It has been 70 years since the United States became the only nation in history that deployed two nuclear weapons against civilian populations.
On August 6, 1945, a B-29 known as the Enola Gay took off from Tinian island, north of Guam. After flying six hours to the main Japanese island of Honshu, pilot Paul Tibbets flew his aircraft over the city of Hiroshima released «Little Boy», an atomic bomb with the explosive power of 16 kilotons of TNT.
Together two bombs eventually killed an estimated 200,000 Japanese civilians.
Little already remained of Tokyo long before the attacks on Hiroshima and Nagasaki. Hiroshima was one of the largest military centers provisioning the Japanese army and navy.
Originally the chosen targets for the attack were Niigata (a military base and industrial center), Yokohama (an industrial center), Kokura (which held the largest arsenal and warehouse), and Kyoto (also an industrial center).
Nagasaki was a haphazard target. The plane originally flew to Kokura, but because of cloud cover it was unable to release its payload and it turned toward Nagasaki instead.
Within a week of each nuclear attack, thousands who had escaped death began to experience inexplicable combinations of symptoms: high fever, dizziness, nausea, headaches, diarrhea, bloody stools, nosebleeds and whole-body weakness. Their hair fell out in large clumps, their wounds secreted extreme amounts of pus, and their gums swelled and bled.
Purple spots appeared on their bodies, signs of hemorrhaging beneath the skin. Infections ravaged their internal organs. Within a few days of the onset of symptoms, many people lost consciousness, mumbled deliriously and died in extreme pain; others languished for weeks before either dying or slowly recovering.
Even those who had suffered no external injuries fell sick and died. In the ruins of his small tuberculosis hospital in Nagasaki, Dr. Tatsuichiro Akizuki likened the situation to the Black Death pandemic that ravaged Europe in the 1300s.
A second wave of radiation illnesses and deaths swept through Nagasaki in late August through early October.

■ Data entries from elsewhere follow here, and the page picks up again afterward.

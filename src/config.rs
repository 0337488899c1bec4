use std::net::SocketAddr;
use std::path::PathBuf;
use std::str::FromStr;
use std::time::Duration;

use crate::error::{HiveError, Result};

/// Connection settings for the shared key-value store.
#[derive(Debug, Clone)]
pub struct StoreConfig {
    pub host: String,
    pub port: u16,
    pub password: Option<String>,
    /// Maximum number of store operations in flight at once.
    /// Callers beyond this bound wait for a free slot.
    pub pool_size: usize,
    /// Upper bound on a single store round trip.
    pub op_timeout_ms: u64,
}

impl Default for StoreConfig {
    fn default() -> Self {
        Self {
            host: "localhost".to_string(),
            port: 6379,
            password: None,
            pool_size: 10,
            op_timeout_ms: 2000,
        }
    }
}

impl StoreConfig {
    /// Connection URL understood by the redis client.
    pub fn url(&self) -> String {
        match self.password.as_deref() {
            Some(password) if !password.is_empty() => {
                format!("redis://:{}@{}:{}/", password, self.host, self.port)
            }
            _ => format!("redis://{}:{}/", self.host, self.port),
        }
    }

    pub fn op_timeout(&self) -> Duration {
        Duration::from_millis(self.op_timeout_ms)
    }
}

/// Node selection strategy used for container placement.
#[derive(Debug, Clone, Copy, PartialEq, Eq, Default)]
pub enum RunPolicyKind {
    #[default]
    Random,
    Unique,
}

impl std::fmt::Display for RunPolicyKind {
    fn fmt(&self, f: &mut std::fmt::Formatter<'_>) -> std::fmt::Result {
        match self {
            RunPolicyKind::Random => write!(f, "random"),
            RunPolicyKind::Unique => write!(f, "unique"),
        }
    }
}

impl FromStr for RunPolicyKind {
    type Err = HiveError;

    fn from_str(s: &str) -> Result<Self> {
        match s.trim().to_ascii_lowercase().as_str() {
            "" | "default" | "random" => Ok(RunPolicyKind::Random),
            "unique" => Ok(RunPolicyKind::Unique),
            other => Err(HiveError::InvalidConfig(format!(
                "unknown run policy {other:?}, expected random or unique"
            ))),
        }
    }
}

#[derive(Debug, Clone)]
pub struct NodeConfig {
    pub name: String,
    pub zone: String,
    pub listen_addr: SocketAddr,
    /// Host other nodes use to reach this one.
    pub advertise_host: String,
    pub docker_socket: PathBuf,
    pub run_policy: RunPolicyKind,
    pub heartbeat_interval_ms: u64,
    pub node_ttl_ms: u64,
    pub election_interval_ms: u64,
    /// Largest instance count a single container job may request.
    pub max_instances: usize,
    pub store: StoreConfig,
}

impl Default for NodeConfig {
    fn default() -> Self {
        Self {
            name: "localhost".to_string(),
            zone: "default".to_string(),
            listen_addr: SocketAddr::from(([0, 0, 0, 0], 4500)),
            advertise_host: "localhost".to_string(),
            docker_socket: PathBuf::from("/var/run/docker.sock"),
            run_policy: RunPolicyKind::Random,
            heartbeat_interval_ms: 1000,
            node_ttl_ms: 5000,
            election_interval_ms: 2000,
            max_instances: 1000,
            store: StoreConfig::default(),
        }
    }
}

impl NodeConfig {
    pub fn new(name: impl Into<String>, zone: impl Into<String>) -> Self {
        Self {
            name: name.into(),
            zone: zone.into(),
            ..Default::default()
        }
    }

    pub fn with_listen_addr(mut self, addr: SocketAddr) -> Self {
        self.listen_addr = addr;
        self
    }

    pub fn with_advertise_host(mut self, host: impl Into<String>) -> Self {
        self.advertise_host = host.into();
        self
    }

    pub fn with_run_policy(mut self, kind: RunPolicyKind) -> Self {
        self.run_policy = kind;
        self
    }

    pub fn with_max_instances(mut self, max_instances: usize) -> Self {
        self.max_instances = max_instances;
        self
    }

    pub fn with_store(mut self, store: StoreConfig) -> Self {
        self.store = store;
        self
    }

    pub fn heartbeat_interval(&self) -> Duration {
        Duration::from_millis(self.heartbeat_interval_ms)
    }

    pub fn node_ttl(&self) -> Duration {
        Duration::from_millis(self.node_ttl_ms)
    }

    pub fn election_interval(&self) -> Duration {
        Duration::from_millis(self.election_interval_ms)
    }

    /// Master key TTL: one election interval plus one second of slack.
    pub fn master_ttl(&self) -> Duration {
        self.election_interval() + Duration::from_secs(1)
    }

    /// `host:port` recorded in the node registry.
    pub fn advertise_addr(&self) -> String {
        format!("{}:{}", self.advertise_host, self.listen_addr.port())
    }

    pub fn connection_string(&self) -> String {
        format!("http://{}", self.advertise_addr())
    }

    pub fn validate(&self) -> Result<()> {
        validate_segment("node name", &self.name)?;
        validate_segment("zone", &self.zone)?;
        if self.zone == "jobs" {
            return Err(HiveError::InvalidConfig(
                "zone name \"jobs\" is reserved".to_string(),
            ));
        }
        if self.heartbeat_interval_ms == 0 || self.election_interval_ms == 0 {
            return Err(HiveError::InvalidConfig(
                "heartbeat and election intervals must be non-zero".to_string(),
            ));
        }
        if self.node_ttl_ms <= self.heartbeat_interval_ms {
            return Err(HiveError::InvalidConfig(format!(
                "node ttl ({}ms) must exceed the heartbeat interval ({}ms)",
                self.node_ttl_ms, self.heartbeat_interval_ms
            )));
        }
        if self.store.pool_size == 0 {
            return Err(HiveError::InvalidConfig(
                "store pool size must be at least 1".to_string(),
            ));
        }
        if self.store.op_timeout_ms == 0 {
            return Err(HiveError::InvalidConfig(
                "store operation timeout must be non-zero".to_string(),
            ));
        }
        if self.max_instances == 0 {
            return Err(HiveError::InvalidConfig(
                "max instances must be at least 1".to_string(),
            ));
        }
        Ok(())
    }
}

/// Node names and zones become key segments, so they may not contain `:`.
fn validate_segment(what: &str, value: &str) -> Result<()> {
    if value.is_empty() {
        return Err(HiveError::InvalidConfig(format!("{what} must not be empty")));
    }
    if value.contains(':') {
        return Err(HiveError::InvalidConfig(format!(
            "{what} {value:?} must not contain ':'"
        )));
    }
    Ok(())
}

#[cfg(test)]
mod tests {
    use super::*;

    #[test]
    fn store_config_default() {
        let cfg = StoreConfig::default();
        assert_eq!(cfg.host, "localhost");
        assert_eq!(cfg.port, 6379);
        assert!(cfg.password.is_none());
        assert_eq!(cfg.pool_size, 10);
        assert_eq!(cfg.op_timeout(), Duration::from_secs(2));
    }

    #[test]
    fn store_url_without_password() {
        let cfg = StoreConfig {
            host: "10.0.0.5".to_string(),
            port: 6380,
            ..Default::default()
        };
        assert_eq!(cfg.url(), "redis://10.0.0.5:6380/");
    }

    #[test]
    fn store_url_with_password() {
        let cfg = StoreConfig {
            password: Some("s3cret".to_string()),
            ..Default::default()
        };
        assert_eq!(cfg.url(), "redis://:s3cret@localhost:6379/");

        let empty = StoreConfig {
            password: Some(String::new()),
            ..Default::default()
        };
        assert_eq!(empty.url(), "redis://localhost:6379/");
    }

    #[test]
    fn node_config_default() {
        let cfg = NodeConfig::default();
        assert_eq!(cfg.zone, "default");
        assert_eq!(cfg.listen_addr.port(), 4500);
        assert_eq!(cfg.heartbeat_interval(), Duration::from_secs(1));
        assert_eq!(cfg.node_ttl(), Duration::from_secs(5));
        assert_eq!(cfg.election_interval(), Duration::from_secs(2));
        assert_eq!(cfg.run_policy, RunPolicyKind::Random);
        assert!(cfg.validate().is_ok());
    }

    #[test]
    fn master_ttl_is_interval_plus_one_second() {
        let cfg = NodeConfig::default();
        assert_eq!(cfg.master_ttl(), Duration::from_secs(3));
    }

    #[test]
    fn connection_string_uses_advertise_host() {
        let cfg = NodeConfig::new("a", "default")
            .with_advertise_host("10.1.1.1")
            .with_listen_addr("0.0.0.0:4600".parse().unwrap());
        assert_eq!(cfg.advertise_addr(), "10.1.1.1:4600");
        assert_eq!(cfg.connection_string(), "http://10.1.1.1:4600");
    }

    #[test]
    fn run_policy_parsing() {
        assert_eq!("default".parse::<RunPolicyKind>().unwrap(), RunPolicyKind::Random);
        assert_eq!("random".parse::<RunPolicyKind>().unwrap(), RunPolicyKind::Random);
        assert_eq!("UNIQUE".parse::<RunPolicyKind>().unwrap(), RunPolicyKind::Unique);
        assert!("spread".parse::<RunPolicyKind>().is_err());
    }

    #[test]
    fn validate_rejects_colons_and_reserved_zone() {
        assert!(NodeConfig::new("a:b", "default").validate().is_err());
        assert!(NodeConfig::new("a", "us:east").validate().is_err());
        assert!(NodeConfig::new("a", "jobs").validate().is_err());
        assert!(NodeConfig::new("", "default").validate().is_err());
    }

    #[test]
    fn validate_rejects_ttl_shorter_than_heartbeat() {
        let mut cfg = NodeConfig::default();
        cfg.node_ttl_ms = cfg.heartbeat_interval_ms;
        assert!(cfg.validate().is_err());
    }

    #[test]
    fn validate_rejects_empty_pool() {
        let cfg = NodeConfig::default().with_store(StoreConfig {
            pool_size: 0,
            ..Default::default()
        });
        assert!(cfg.validate().is_err());
    }

    #[test]
    fn validate_rejects_zero_store_timeout() {
        let cfg = NodeConfig::default().with_store(StoreConfig {
            op_timeout_ms: 0,
            ..Default::default()
        });
        assert!(matches!(cfg.validate(), Err(HiveError::InvalidConfig(_))));

        let cfg = NodeConfig::default().with_store(StoreConfig {
            op_timeout_ms: 1,
            ..Default::default()
        });
        assert!(cfg.validate().is_ok());
    }

    #[test]
    fn validate_rejects_zero_max_instances() {
        assert_eq!(NodeConfig::default().max_instances, 1000);
        let cfg = NodeConfig::default().with_max_instances(0);
        assert!(matches!(cfg.validate(), Err(HiveError::InvalidConfig(_))));
    }
}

From Akizuki’s perspective on top of Motohara Hill, the illness carved a clear geographical path: From the bottom of the hill upward, people died in order of their distance from the bomb’s hypocenter. Akizuki called this phenomenon the “concentric circles of death.”
By February 1945, Russia and Japan were on the same page and proposed a Far East peace conference that would include Russia, China, Great Britain, the United States, France, and Japan. Japan wrongly believed that Russia would not enter the Pacific war on the side of the Allies.

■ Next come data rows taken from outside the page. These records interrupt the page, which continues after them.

use std::sync::Arc;
use std::time::Duration;

use serde::Serialize;

use crate::error::Result;
use crate::keys;
use crate::store::KeyValueStore;

/// A live node as seen in the registry.
#[derive(Debug, Clone, PartialEq, Eq, PartialOrd, Ord, Serialize)]
pub struct NodeEntry {
    pub zone: String,
    pub name: String,
}

/// Node liveness registry. A node is alive for as long as its
/// `nodes:{zone}:{name}` key has not expired.
#[derive(Clone)]
pub struct NodeRegistry {
    store: Arc<dyn KeyValueStore>,
    ttl: Duration,
}

impl NodeRegistry {
    pub fn new(store: Arc<dyn KeyValueStore>, ttl: Duration) -> Self {
        Self { store, ttl }
    }

    pub fn ttl(&self) -> Duration {
        self.ttl
    }

    /// Records `address` for the node and resets its TTL to the full window.
    pub async fn heartbeat(&self, name: &str, zone: &str, address: &str) -> Result<()> {
        let key = keys::node_key(zone, name);
        self.store
            .set_with_ttl(&key, address.as_bytes(), self.ttl)
            .await?;
        tracing::trace!(node = name, zone, address, "Heartbeat recorded");
        Ok(())
    }

    /// Live node names in `zone`, sorted. Empty when the zone has no nodes.
    pub async fn list_nodes(&self, zone: &str) -> Result<Vec<String>> {
        let prefix = keys::zone_prefix(zone);
        let mut nodes: Vec<String> = self
            .store
            .keys_with_prefix(&prefix)
            .await?
            .into_iter()
            .filter_map(|key| {
                let name = key.strip_prefix(&prefix)?;
                (!name.is_empty() && !name.contains(':')).then(|| name.to_string())
            })
            .collect();
        nodes.sort();
        Ok(nodes)
    }

    /// Live nodes across every zone, sorted by zone then name.
    pub async fn list_all_nodes(&self) -> Result<Vec<NodeEntry>> {
        let mut nodes: Vec<NodeEntry> = self
            .store
            .keys_with_prefix(&keys::all_nodes_prefix())
            .await?
            .iter()
            .filter_map(|key| keys::parse_node_key(key))
            .map(|(zone, name)| NodeEntry {
                zone: zone.to_string(),
                name: name.to_string(),
            })
            .collect();
        nodes.sort();
        Ok(nodes)
    }

    /// Registered address of a live node.
    pub async fn node_address(&self, zone: &str, name: &str) -> Result<Option<String>> {
        self.store.get_string(&keys::node_key(zone, name)).await
    }
}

The USSR’s entry into the war against Japan on Aug. 9, 1945 had a decisive impact on Japan’s decision to capitulate. When the fate of the Kwantung command was almost a foregone conclusion, Emperor Hirohito decided to surrender after panicked reports from his military commanders in Manchuria.
Immediately after the bombings, high-level U.S. officials publicly — and adamantly — rebuffed news reports about the bombs’ horrific aftereffects. Gen. Leslie Groves, director of the Manhattan Project, which developed the atomic bombs, dismissed these reports as propaganda.

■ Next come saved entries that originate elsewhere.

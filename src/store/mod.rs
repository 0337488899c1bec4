//! Shared key-value store with per-key expiration.
//!
//! Every piece of cluster state (liveness, leadership, jobs) lives behind
//! [`KeyValueStore`]. Two backends exist:
//!
//! - [`RedisStore`]: the production backend
//! - [`MemoryStore`]: in-process, used by tests and single-node runs

pub mod memory;
pub mod redis_store;

use std::time::Duration;

use async_trait::async_trait;

use crate::error::Result;

pub use memory::MemoryStore;
pub use redis_store::RedisStore;

/// Outcome of an atomic claim-or-renew on a singleton key.
#[derive(Debug, Clone, PartialEq, Eq)]
pub struct Claim {
    /// Value stored under the key after the operation.
    pub holder: String,
    /// Current fencing term.
    pub term: u64,
    /// True when the key was absent and this call created it.
    pub acquired: bool,
}

#[async_trait]
pub trait KeyValueStore: Send + Sync {
    async fn get(&self, key: &str) -> Result<Option<Vec<u8>>>;

    async fn set(&self, key: &str, value: &[u8]) -> Result<()>;

    async fn set_with_ttl(&self, key: &str, value: &[u8], ttl: Duration) -> Result<()>;

    /// Refreshes the TTL of an existing key. Returns false if the key is absent.
    async fn expire(&self, key: &str, ttl: Duration) -> Result<bool>;

    /// Returns true if the key existed.
    async fn delete(&self, key: &str) -> Result<bool>;

    /// Live keys starting with `prefix`, in no particular order.
    async fn keys_with_prefix(&self, prefix: &str) -> Result<Vec<String>>;

    /// Atomically: if `key` is absent, store `candidate` with `ttl` and bump
    /// the counter at `term_key`; if it holds `candidate`, refresh its TTL;
    /// otherwise leave it untouched. Reports the resulting holder.
    async fn claim_or_renew(
        &self,
        key: &str,
        term_key: &str,
        candidate: &str,
        ttl: Duration,
    ) -> Result<Claim>;

    async fn get_string(&self, key: &str) -> Result<Option<String>> {
        Ok(self
            .get(key)
            .await?
            .map(|bytes| String::from_utf8_lossy(&bytes).into_owned()))
    }
}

Later that year, Groves testified before the U.S. Senate that death from high-dose radiation exposure is “without undue suffering” and “a very pleasant way to die.”
Killing had become possible on an industrial scale by WWII with rifles and machine guns mass-produced in factories, as well as a wide range of products needed to support multimillion-man armies.
Destroying cities was thus the key to winning wars and an integral part of Allied strategy against Germany and in Japan. For Japan the aftermath of bombing Hiroshima and Nagasaki was as calamitous as the fate of Dresden and Hamburg.